### Exercise prompt
Look through the material below. Return exactly the lines from the one with "of per-session parameters" through the one with "pub trait TemplateEngine: Send", both included.

### Listed entries
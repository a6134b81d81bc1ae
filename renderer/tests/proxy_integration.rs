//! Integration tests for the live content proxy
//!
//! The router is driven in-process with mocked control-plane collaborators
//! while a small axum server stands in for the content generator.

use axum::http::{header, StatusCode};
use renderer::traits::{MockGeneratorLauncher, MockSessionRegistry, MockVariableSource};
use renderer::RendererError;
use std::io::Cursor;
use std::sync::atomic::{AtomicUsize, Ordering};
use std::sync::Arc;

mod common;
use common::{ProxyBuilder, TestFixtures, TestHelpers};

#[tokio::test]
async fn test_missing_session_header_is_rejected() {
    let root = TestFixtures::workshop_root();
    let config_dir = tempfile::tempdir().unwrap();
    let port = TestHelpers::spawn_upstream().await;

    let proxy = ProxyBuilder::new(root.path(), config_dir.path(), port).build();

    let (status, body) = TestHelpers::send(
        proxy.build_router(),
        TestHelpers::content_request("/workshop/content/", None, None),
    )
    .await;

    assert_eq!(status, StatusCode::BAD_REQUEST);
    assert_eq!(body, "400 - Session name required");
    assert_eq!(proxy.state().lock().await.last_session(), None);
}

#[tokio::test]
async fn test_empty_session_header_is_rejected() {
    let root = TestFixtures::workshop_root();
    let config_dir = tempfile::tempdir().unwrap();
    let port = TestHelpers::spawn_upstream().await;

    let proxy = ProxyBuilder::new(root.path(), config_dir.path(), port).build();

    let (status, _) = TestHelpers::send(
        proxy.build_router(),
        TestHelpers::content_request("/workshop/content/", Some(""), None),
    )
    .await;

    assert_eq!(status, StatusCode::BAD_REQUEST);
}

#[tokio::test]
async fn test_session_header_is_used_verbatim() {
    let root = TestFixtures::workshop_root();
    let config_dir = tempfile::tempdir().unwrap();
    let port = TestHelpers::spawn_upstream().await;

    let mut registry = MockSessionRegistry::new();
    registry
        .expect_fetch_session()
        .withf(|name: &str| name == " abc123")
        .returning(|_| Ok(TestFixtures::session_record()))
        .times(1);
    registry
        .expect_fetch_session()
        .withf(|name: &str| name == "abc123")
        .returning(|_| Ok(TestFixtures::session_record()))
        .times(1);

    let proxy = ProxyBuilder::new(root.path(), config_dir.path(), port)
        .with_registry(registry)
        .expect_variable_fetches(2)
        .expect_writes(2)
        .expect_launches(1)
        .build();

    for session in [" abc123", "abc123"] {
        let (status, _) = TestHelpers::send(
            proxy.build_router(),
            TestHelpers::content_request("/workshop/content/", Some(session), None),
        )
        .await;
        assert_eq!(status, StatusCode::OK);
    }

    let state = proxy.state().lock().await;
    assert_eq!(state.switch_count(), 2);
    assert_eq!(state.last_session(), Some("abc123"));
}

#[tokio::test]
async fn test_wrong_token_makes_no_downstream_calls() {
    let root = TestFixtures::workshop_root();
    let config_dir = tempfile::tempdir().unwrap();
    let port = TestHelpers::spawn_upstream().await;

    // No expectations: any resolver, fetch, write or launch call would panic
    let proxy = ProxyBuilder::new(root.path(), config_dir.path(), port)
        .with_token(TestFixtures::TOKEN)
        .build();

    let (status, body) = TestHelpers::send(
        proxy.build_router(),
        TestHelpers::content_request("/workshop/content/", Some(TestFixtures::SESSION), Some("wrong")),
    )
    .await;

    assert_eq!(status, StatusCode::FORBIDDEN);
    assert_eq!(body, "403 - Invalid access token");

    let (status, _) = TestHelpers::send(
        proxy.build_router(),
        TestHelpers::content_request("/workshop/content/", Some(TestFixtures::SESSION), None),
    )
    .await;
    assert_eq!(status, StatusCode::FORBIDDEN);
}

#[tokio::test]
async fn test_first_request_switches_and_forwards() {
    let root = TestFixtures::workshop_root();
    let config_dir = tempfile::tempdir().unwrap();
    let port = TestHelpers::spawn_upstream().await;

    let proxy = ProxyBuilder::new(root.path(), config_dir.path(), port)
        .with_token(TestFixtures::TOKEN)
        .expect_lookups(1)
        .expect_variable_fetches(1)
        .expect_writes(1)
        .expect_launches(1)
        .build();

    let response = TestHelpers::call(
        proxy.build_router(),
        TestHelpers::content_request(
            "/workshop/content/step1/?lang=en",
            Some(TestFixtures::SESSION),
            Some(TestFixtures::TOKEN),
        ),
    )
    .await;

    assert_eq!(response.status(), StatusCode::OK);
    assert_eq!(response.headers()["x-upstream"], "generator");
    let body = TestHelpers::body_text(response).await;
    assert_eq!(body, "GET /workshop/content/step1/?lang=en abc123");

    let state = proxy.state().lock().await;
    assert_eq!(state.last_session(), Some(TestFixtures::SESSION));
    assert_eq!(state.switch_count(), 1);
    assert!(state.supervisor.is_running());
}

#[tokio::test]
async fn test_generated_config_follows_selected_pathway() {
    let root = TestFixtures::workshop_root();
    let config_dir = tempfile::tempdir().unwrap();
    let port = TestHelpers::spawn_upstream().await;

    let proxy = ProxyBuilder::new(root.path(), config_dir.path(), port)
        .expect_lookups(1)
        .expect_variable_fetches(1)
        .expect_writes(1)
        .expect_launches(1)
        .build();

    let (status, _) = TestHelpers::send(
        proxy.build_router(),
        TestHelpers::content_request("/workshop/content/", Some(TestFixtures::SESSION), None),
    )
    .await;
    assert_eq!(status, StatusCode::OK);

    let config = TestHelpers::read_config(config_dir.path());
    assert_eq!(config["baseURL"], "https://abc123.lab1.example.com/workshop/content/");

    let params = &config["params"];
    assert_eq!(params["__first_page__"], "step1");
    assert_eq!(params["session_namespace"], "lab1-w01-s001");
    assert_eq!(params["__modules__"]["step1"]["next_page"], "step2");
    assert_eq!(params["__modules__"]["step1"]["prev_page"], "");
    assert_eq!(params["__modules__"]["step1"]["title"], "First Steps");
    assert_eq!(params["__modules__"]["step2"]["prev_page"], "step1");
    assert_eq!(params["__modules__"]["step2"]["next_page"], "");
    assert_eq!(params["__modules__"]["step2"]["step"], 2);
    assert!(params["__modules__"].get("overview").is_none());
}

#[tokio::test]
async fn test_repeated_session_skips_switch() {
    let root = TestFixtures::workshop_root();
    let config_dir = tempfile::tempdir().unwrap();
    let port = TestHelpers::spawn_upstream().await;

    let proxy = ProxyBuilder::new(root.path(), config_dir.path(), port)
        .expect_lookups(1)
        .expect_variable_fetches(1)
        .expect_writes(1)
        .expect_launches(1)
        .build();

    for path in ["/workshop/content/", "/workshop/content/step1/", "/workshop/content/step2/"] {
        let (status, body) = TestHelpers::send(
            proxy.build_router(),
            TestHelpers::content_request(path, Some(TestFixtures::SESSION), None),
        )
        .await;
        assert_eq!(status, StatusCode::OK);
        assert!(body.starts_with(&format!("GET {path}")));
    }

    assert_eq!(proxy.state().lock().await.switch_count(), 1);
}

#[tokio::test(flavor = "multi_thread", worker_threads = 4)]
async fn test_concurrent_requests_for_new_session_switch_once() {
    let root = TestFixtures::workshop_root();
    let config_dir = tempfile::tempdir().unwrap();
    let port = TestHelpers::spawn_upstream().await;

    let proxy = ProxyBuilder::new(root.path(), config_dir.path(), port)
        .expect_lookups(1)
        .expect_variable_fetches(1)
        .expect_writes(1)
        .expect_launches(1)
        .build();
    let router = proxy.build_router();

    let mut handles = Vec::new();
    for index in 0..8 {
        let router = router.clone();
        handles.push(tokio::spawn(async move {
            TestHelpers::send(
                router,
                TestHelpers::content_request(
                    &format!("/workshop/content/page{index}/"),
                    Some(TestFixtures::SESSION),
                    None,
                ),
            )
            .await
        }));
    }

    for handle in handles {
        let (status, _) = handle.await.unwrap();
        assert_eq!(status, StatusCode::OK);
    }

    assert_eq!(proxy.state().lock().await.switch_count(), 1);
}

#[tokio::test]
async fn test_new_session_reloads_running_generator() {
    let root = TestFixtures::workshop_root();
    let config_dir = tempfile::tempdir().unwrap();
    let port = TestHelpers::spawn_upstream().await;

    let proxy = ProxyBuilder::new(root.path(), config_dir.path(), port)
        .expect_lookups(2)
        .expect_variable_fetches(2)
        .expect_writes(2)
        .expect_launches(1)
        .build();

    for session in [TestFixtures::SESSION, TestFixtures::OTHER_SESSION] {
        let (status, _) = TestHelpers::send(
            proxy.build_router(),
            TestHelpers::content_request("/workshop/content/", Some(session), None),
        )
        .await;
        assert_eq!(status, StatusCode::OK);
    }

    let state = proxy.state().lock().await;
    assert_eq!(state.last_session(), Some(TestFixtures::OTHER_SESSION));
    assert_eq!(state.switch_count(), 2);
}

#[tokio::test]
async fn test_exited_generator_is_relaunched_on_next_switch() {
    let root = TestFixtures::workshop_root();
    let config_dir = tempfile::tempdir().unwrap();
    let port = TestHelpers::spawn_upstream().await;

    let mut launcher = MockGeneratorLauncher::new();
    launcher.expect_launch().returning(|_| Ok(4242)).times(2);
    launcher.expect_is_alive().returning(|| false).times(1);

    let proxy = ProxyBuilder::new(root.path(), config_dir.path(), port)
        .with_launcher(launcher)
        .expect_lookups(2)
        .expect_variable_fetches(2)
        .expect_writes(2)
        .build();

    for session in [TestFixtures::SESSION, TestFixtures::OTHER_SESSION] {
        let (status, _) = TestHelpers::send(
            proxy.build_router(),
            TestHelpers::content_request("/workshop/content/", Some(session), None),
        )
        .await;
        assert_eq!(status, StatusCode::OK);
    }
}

==

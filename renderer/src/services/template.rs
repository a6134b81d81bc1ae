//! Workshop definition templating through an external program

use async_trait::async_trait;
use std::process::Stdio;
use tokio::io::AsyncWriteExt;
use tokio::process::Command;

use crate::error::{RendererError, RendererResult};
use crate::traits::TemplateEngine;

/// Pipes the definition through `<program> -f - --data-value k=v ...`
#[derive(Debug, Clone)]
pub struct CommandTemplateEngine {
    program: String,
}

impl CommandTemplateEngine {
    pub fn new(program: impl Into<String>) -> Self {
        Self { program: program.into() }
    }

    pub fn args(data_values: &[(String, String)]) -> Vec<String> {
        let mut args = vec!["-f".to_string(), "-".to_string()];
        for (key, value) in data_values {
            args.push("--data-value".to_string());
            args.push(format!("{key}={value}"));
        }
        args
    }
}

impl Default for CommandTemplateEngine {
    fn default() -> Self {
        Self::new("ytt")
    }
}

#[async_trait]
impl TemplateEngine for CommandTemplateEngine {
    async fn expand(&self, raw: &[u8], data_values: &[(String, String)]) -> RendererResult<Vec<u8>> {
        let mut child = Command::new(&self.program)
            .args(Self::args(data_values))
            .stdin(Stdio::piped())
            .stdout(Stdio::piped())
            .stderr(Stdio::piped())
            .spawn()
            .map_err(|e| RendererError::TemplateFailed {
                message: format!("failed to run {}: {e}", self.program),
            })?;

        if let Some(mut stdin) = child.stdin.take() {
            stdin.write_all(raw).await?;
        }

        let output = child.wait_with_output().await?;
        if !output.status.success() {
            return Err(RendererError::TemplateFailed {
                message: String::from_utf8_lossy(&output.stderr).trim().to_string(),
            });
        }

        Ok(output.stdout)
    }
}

---

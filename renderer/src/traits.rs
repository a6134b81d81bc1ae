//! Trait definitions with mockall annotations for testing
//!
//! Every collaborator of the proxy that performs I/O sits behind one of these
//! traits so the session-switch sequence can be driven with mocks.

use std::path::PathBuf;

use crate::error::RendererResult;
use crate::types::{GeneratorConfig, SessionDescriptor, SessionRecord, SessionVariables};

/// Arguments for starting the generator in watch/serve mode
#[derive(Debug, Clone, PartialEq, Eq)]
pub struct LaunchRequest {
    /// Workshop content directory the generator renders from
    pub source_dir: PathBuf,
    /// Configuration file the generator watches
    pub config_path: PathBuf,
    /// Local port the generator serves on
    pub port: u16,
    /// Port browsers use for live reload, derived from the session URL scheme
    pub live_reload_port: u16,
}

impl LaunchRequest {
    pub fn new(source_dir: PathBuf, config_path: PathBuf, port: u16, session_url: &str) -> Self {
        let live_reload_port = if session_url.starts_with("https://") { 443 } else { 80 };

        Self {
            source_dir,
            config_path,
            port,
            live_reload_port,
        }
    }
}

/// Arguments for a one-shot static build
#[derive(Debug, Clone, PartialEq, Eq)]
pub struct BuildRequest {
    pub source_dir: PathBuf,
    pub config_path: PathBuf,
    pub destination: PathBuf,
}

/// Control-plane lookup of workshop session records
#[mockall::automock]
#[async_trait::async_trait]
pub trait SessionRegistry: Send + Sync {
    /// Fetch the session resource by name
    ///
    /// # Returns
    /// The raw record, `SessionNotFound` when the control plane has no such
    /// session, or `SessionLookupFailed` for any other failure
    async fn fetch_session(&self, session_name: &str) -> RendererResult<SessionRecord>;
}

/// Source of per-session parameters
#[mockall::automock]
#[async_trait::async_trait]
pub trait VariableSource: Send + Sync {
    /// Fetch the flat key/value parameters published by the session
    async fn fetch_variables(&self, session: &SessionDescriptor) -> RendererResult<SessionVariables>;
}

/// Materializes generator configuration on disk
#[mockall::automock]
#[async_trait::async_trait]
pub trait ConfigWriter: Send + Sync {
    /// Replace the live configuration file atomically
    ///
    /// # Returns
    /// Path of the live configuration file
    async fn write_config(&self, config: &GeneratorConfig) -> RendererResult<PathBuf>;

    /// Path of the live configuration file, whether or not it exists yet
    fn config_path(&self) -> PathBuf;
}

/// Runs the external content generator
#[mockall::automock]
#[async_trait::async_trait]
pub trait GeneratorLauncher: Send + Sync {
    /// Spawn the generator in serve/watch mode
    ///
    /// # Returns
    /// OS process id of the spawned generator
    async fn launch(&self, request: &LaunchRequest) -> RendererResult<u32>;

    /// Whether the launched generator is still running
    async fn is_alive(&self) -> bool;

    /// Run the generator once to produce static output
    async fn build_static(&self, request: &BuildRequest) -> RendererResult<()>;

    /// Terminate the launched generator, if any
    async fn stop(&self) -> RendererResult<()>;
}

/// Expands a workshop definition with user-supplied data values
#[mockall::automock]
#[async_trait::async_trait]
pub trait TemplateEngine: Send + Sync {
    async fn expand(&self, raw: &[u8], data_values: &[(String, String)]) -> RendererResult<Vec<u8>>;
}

### Exercise answer
/// Source of per-session parameters
#[mockall::automock]
#[async_trait::async_trait]
pub trait VariableSource: Send + Sync {
    /// Fetch the flat key/value parameters published by the session
    async fn fetch_variables(&self, session: &SessionDescriptor) -> RendererResult<SessionVariables>;
}

/// Materializes generator configuration on disk
#[mockall::automock]
#[async_trait::async_trait]
pub trait ConfigWriter: Send + Sync {
    /// Replace the live configuration file atomically
    ///
    /// # Returns
    /// Path of the live configuration file
    async fn write_config(&self, config: &GeneratorConfig) -> RendererResult<PathBuf>;

    /// Path of the live configuration file, whether or not it exists yet
    fn config_path(&self) -> PathBuf;
}

/// Runs the external content generator
#[mockall::automock]
#[async_trait::async_trait]
pub trait GeneratorLauncher: Send + Sync {
    /// Spawn the generator in serve/watch mode
    ///
    /// # Returns
    /// OS process id of the spawned generator
    async fn launch(&self, request: &LaunchRequest) -> RendererResult<u32>;

    /// Whether the launched generator is still running
    async fn is_alive(&self) -> bool;

    /// Run the generator once to produce static output
    async fn build_static(&self, request: &BuildRequest) -> RendererResult<()>;

    /// Terminate the launched generator, if any
    async fn stop(&self) -> RendererResult<()>;
}

/// Expands a workshop definition with user-supplied data values
#[mockall::automock]
#[async_trait::async_trait]
pub trait TemplateEngine: Send + Sync {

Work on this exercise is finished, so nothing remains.